Long Hours, Low Pay, Loneliness and a Booming Industry
For 15 years, Yvette Dessin spent long work days with her elderly patients, accompanying them on walks, cooking them meals and bathing those who needed that most intimate kind of care. If a patient died, Ms. Dessin and her adult daughter attended the funeral services to pay their respects.
Ms. Dessin worked up to 60 hours a week as a home health aide, her daughter said, making minimum wage. She often worried about being able to pay the mortgage on her Queens home. She was one of roughly 2.4 million home care workers in the United States — most of them low-income women of color and many of them immigrants — who assist elderly or disabled patients in private residences or group homes.
The industry is in the midst of enormous growth. By 2030, 21 percent of the American population will be at the retirement age, up from 15 percent in 2014, and older adults have long been moving away from institutionalized care. In a 2018 AARP survey, 76 percent of those ages 50 and older said they preferred to remain in their current residence as they age. In 2019, national spending on home health care reached a high of $113.5 billion, a 40 percent increase from 2013, according to the most recent data from the Centers for Medicare and Medicaid Services.
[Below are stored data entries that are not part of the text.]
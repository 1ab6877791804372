// SPDX-License-Identifier: BUSL-1.1
// Copyright (c) 2026 Alfred Jean LLC

//! The spawn task spec: the document a parent writes to describe a child
//! agent's task.
//!
//! Header fields all have defaults; unknown enum values fall back to their
//! defaults rather than rejecting, so a parent running a newer vocabulary
//! never strands a child. Only a missing frontmatter block is an error.

use crate::frontmatter::{quote_if_needed, Document, FrontmatterError, Value};
use herd_core::{AgentId, AgentKind};
use serde::{Deserialize, Serialize};
use thiserror::Error;

/// Maximum agent name length; longer names are truncated.
pub const MAX_NAME_LEN: usize = 80;

/// Default child timeout in minutes.
pub const DEFAULT_TIMEOUT_MINUTES: u64 = 30;

/// Hard cap on the child timeout.
pub const MAX_TIMEOUT_MINUTES: u64 = 120;

/// Default progress reporting interval in seconds (0 disables).
pub const DEFAULT_PROGRESS_INTERVAL_SECONDS: u64 = 30;

/// Errors from parsing a spawn spec.
#[derive(Debug, Error, PartialEq)]
pub enum SpecError {
    #[error("spec parse failed: {0}")]
    ParseFailed(#[from] FrontmatterError),
}

/// Priority hint for a spawned agent.
#[derive(Debug, Clone, Copy, PartialEq, Eq, Default, Serialize, Deserialize)]
#[serde(rename_all = "lowercase")]
pub enum Priority {
    Low,
    #[default]
    Normal,
    High,
}

impl Priority {
    pub fn parse_lossy(s: &str) -> Self {
        match s.trim().to_ascii_lowercase().as_str() {
            "low" => Self::Low,
            "high" => Self::High,
            _ => Self::Normal,
        }
    }

    pub fn as_str(&self) -> &'static str {
        match self {
            Self::Low => "low",
            Self::Normal => "normal",
            Self::High => "high",
        }
    }
}

/// How the child delivers its result back to the parent.
#[derive(Debug, Clone, Copy, PartialEq, Eq, Default, Serialize, Deserialize)]
#[serde(rename_all = "lowercase")]
pub enum ResultDelivery {
    File,
    Stdout,
    #[default]
    Both,
}

impl ResultDelivery {
    pub fn parse_lossy(s: &str) -> Self {
        match s.trim().to_ascii_lowercase().as_str() {
            "file" => Self::File,
            "stdout" => Self::Stdout,
            _ => Self::Both,
        }
    }

    pub fn as_str(&self) -> &'static str {
        match self {
            Self::File => "file",
            Self::Stdout => "stdout",
            Self::Both => "both",
        }
    }
}

/// Output format the child is asked to produce.
#[derive(Debug, Clone, Copy, PartialEq, Eq, Default, Serialize, Deserialize)]
#[serde(rename_all = "lowercase")]
pub enum OutputFormat {
    #[default]
    Markdown,
    Structured,
    Json,
}

impl OutputFormat {
    pub fn parse_lossy(s: &str) -> Self {
        match s.trim().to_ascii_lowercase().as_str() {
            "structured" => Self::Structured,
            "json" => Self::Json,
            _ => Self::Markdown,
        }
    }

    pub fn as_str(&self) -> &'static str {
        match self {
            Self::Markdown => "markdown",
            Self::Structured => "structured",
            Self::Json => "json",
        }
    }
}

/// A parsed spawn task spec: header fields plus free-form instructions.
#[derive(Debug, Clone, PartialEq, Serialize, Deserialize)]
#[serde(rename_all = "camelCase")]
pub struct SpawnSpec {
    pub agent_id: AgentId,
    pub name: String,
    pub kind: AgentKind,
    pub priority: Priority,
    pub can_modify_parent_files: bool,
    #[serde(default, skip_serializing_if = "Option::is_none")]
    pub max_tokens: Option<u64>,
    #[serde(default, skip_serializing_if = "Option::is_none")]
    pub max_cost: Option<f64>,
    pub timeout_minutes: u64,
    pub result_delivery: ResultDelivery,
    pub completion_phrase: String,
    pub progress_interval_seconds: u64,
    pub output_format: OutputFormat,
    #[serde(default, skip_serializing_if = "Vec::is_empty")]
    pub context_files: Vec<String>,
    #[serde(default, skip_serializing_if = "Vec::is_empty")]
    pub depends_on: Vec<String>,
    #[serde(default, skip_serializing_if = "Option::is_none")]
    pub success_criteria: Option<String>,
    /// Free-form task instructions (the document body).
    pub instructions: String,
}

impl SpawnSpec {
    /// Parse a spec document, applying defaults, truncation, and lossy
    /// enum fallback.
    pub fn parse(text: &str) -> Result<Self, SpecError> {
        let doc = Document::parse(text)?;

        let agent_id = match doc.get("agentId").and_then(Value::coerce_string) {
            Some(id) if !id.trim().is_empty() => AgentId::new(id.trim()),
            _ => AgentId::generate(),
        };

        let name = doc
            .get("name")
            .and_then(Value::coerce_string)
            .unwrap_or_else(|| agent_id.to_string());
        let name: String = name.chars().take(MAX_NAME_LEN).collect();

        let kind = doc
            .get("type")
            .and_then(Value::coerce_string)
            .map(|s| AgentKind::parse_lossy(&s))
            .unwrap_or_default();

        let priority = doc
            .get("priority")
            .and_then(Value::coerce_string)
            .map(|s| Priority::parse_lossy(&s))
            .unwrap_or_default();

        let can_modify_parent_files = doc
            .get("canModifyParentFiles")
            .and_then(Value::as_bool)
            .unwrap_or(false);

        let max_tokens = doc
            .get("maxTokens")
            .and_then(Value::as_i64)
            .filter(|n| *n >= 0)
            .map(|n| n as u64);

        let max_cost = doc.get("maxCost").and_then(Value::as_f64);

        let timeout_minutes = doc
            .get("timeoutMinutes")
            .and_then(Value::as_i64)
            .filter(|n| *n > 0)
            .map(|n| (n as u64).min(MAX_TIMEOUT_MINUTES))
            .unwrap_or(DEFAULT_TIMEOUT_MINUTES);

        let result_delivery = doc
            .get("resultDelivery")
            .and_then(Value::coerce_string)
            .map(|s| ResultDelivery::parse_lossy(&s))
            .unwrap_or_default();

        let completion_phrase = doc
            .get("completionPhrase")
            .and_then(Value::coerce_string)
            .filter(|s| !s.trim().is_empty())
            .map(|s| canonical_phrase(&s))
            .unwrap_or_else(|| default_completion_phrase(&agent_id));

        let progress_interval_seconds = doc
            .get("progressIntervalSeconds")
            .and_then(Value::as_i64)
            .filter(|n| *n >= 0)
            .map(|n| n as u64)
            .unwrap_or(DEFAULT_PROGRESS_INTERVAL_SECONDS);

        let output_format = doc
            .get("outputFormat")
            .and_then(Value::coerce_string)
            .map(|s| OutputFormat::parse_lossy(&s))
            .unwrap_or_default();

        let context_files = doc
            .get("contextFiles")
            .map(Value::string_items)
            .unwrap_or_default();

        let depends_on = doc
            .get("dependsOn")
            .map(Value::string_items)
            .unwrap_or_default();

        let success_criteria = doc
            .get("successCriteria")
            .and_then(Value::coerce_string)
            .filter(|s| !s.trim().is_empty());

        Ok(Self {
            agent_id,
            name,
            kind,
            priority,
            can_modify_parent_files,
            max_tokens,
            max_cost,
            timeout_minutes,
            result_delivery,
            completion_phrase,
            progress_interval_seconds,
            output_format,
            context_files,
            depends_on,
            success_criteria,
            instructions: doc.body.trim().to_string(),
        })
    }

    /// Render the spec back into its document form. Parsing the output
    /// yields a spec equal to this one.
    pub fn render(&self) -> String {
        let mut out = String::from("---\n");
        out.push_str(&format!("agentId: {}\n", quote_if_needed(self.agent_id.as_str())));
        out.push_str(&format!("name: {}\n", quote_if_needed(&self.name)));
        out.push_str(&format!("type: {}\n", self.kind.as_str()));
        out.push_str(&format!("priority: {}\n", self.priority.as_str()));
        out.push_str(&format!(
            "canModifyParentFiles: {}\n",
            self.can_modify_parent_files
        ));
        if let Some(max_tokens) = self.max_tokens {
            out.push_str(&format!("maxTokens: {}\n", max_tokens));
        }
        if let Some(max_cost) = self.max_cost {
            out.push_str(&format!("maxCost: {}\n", max_cost));
        }
        out.push_str(&format!("timeoutMinutes: {}\n", self.timeout_minutes));
        out.push_str(&format!("resultDelivery: {}\n", self.result_delivery.as_str()));
        out.push_str(&format!("completionPhrase: {}\n", self.completion_phrase));
        out.push_str(&format!(
            "progressIntervalSeconds: {}\n",
            self.progress_interval_seconds
        ));
        out.push_str(&format!("outputFormat: {}\n", self.output_format.as_str()));
        if !self.context_files.is_empty() {
            out.push_str("contextFiles:\n");
            for file in &self.context_files {
                out.push_str(&format!("  - {}\n", quote_if_needed(file)));
            }
        }
        if !self.depends_on.is_empty() {
            out.push_str("dependsOn:\n");
            for dep in &self.depends_on {
                out.push_str(&format!("  - {}\n", quote_if_needed(dep)));
            }
        }
        if let Some(criteria) = &self.success_criteria {
            out.push_str(&format!("successCriteria: {}\n", quote_if_needed(criteria)));
        }
        out.push_str("---\n");
        out.push_str(&self.instructions);
        out.push('\n');
        out
    }

    /// Whether periodic progress reporting is enabled.
    pub fn progress_enabled(&self) -> bool {
        self.progress_interval_seconds > 0
    }
}

/// Default completion phrase: `AGENT_<UPPER_ID>_DONE`.
pub fn default_completion_phrase(agent_id: &AgentId) -> String {
    format!("AGENT_{}_DONE", canonical_phrase(agent_id.as_str()))
}

/// Canonicalise a completion phrase: upper-case, with anything outside
/// `[A-Z0-9_-]` mapped to underscore.
pub fn canonical_phrase(s: &str) -> String {
    s.trim()
        .chars()
        .map(|c| match c.to_ascii_uppercase() {
            u @ ('A'..='Z' | '0'..='9' | '_' | '-') => u,
            _ => '_',
        })
        .collect()
}

#[cfg(test)]
#[path = "spec_tests.rs"]
mod tests;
The ranks of home care aides are expected to grow by more than those of any other job in the next decade, according to the Bureau of Labor Statistics. It’s also among the lowest paying occupations on the list.
Nearly one in five aides lives below the poverty line. In six states, the average hourly wage for home care aides is less than $11, and nationally, the median pay has increased just $1.75 an hour over the last decade, when adjusted for inflation.
Much of the aides’ low wages are paid for with taxpayer dollars — about two-thirds of home care revenue is through public programs, primarily Medicaid, according to the nonprofit PHI, which monitors the eldercare work force. The state and the federal government — and sometimes the local municipality — split the cost of Medicaid, which makes for varying rules from state to state, including on what services home health aides can provide.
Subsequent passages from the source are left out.